YOUR TASK
The answer is every line of the records that holds the word "ContextScoreCalculator", copied in full.

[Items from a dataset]
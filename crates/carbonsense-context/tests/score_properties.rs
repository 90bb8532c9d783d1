//! Property tests for the Context Score Calculator.

use proptest::prelude::*;

use carbonsense_context::{ContextScoreCalculator, ScoreInputs};
use carbonsense_core::models::{Domain, Rating, WeatherCondition};
use test_fixtures::sources::{grid_reading, traffic_reading, weather_reading};

fn arb_condition() -> impl Strategy<Value = WeatherCondition> {
    prop_oneof![
        Just(WeatherCondition::Clear),
        Just(WeatherCondition::Clouds),
        Just(WeatherCondition::Rain),
        Just(WeatherCondition::Drizzle),
        Just(WeatherCondition::Thunderstorm),
        Just(WeatherCondition::Snow),
        Just(WeatherCondition::Other),
    ]
}

fn arb_domain() -> impl Strategy<Value = Domain> {
    prop_oneof![Just(Domain::Transport), Just(Domain::Energy)]
}

// ── Score is always clamped and rated consistently ──

proptest! {
    #[test]
    fn score_is_clamped_and_rating_matches(
        domain in arb_domain(),
        intensity in 0.0f64..2000.0,
        multiplier in 1.0f64..2.0,
        temp in -40.0f64..50.0,
        wind in 0.0f64..30.0,
        condition in arb_condition(),
        hour in 0u32..24,
        is_weekend in any::<bool>(),
        with_signals in any::<bool>(),
    ) {
        let grid = grid_reading(intensity);
        let traffic = traffic_reading(multiplier, multiplier);
        let mut weather = weather_reading(temp, condition, 0);
        weather.observation.wind_speed_ms = wind;

        let inputs = if with_signals {
            ScoreInputs {
                traffic: Some(&traffic),
                weather: Some(&weather.observation),
                grid: Some(&grid),
                hour,
                is_weekend,
            }
        } else {
            ScoreInputs { hour, is_weekend, ..Default::default() }
        };

        let score = ContextScoreCalculator::new().score(domain, &inputs);
        prop_assert!((0.0..=100.0).contains(&score.score));
        prop_assert_eq!(score.rating, Rating::from_score(score.score));
        prop_assert_eq!(score.message.as_str(), score.rating.message());
        prop_assert!(score.weights.values().all(|w| *w >= 0.0));
    }
}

ANSWER TO THIS EXERCISE
use carbonsense_context::{ContextScoreCalculator, ScoreInputs};
        let score = ContextScoreCalculator::new().score(domain, &inputs);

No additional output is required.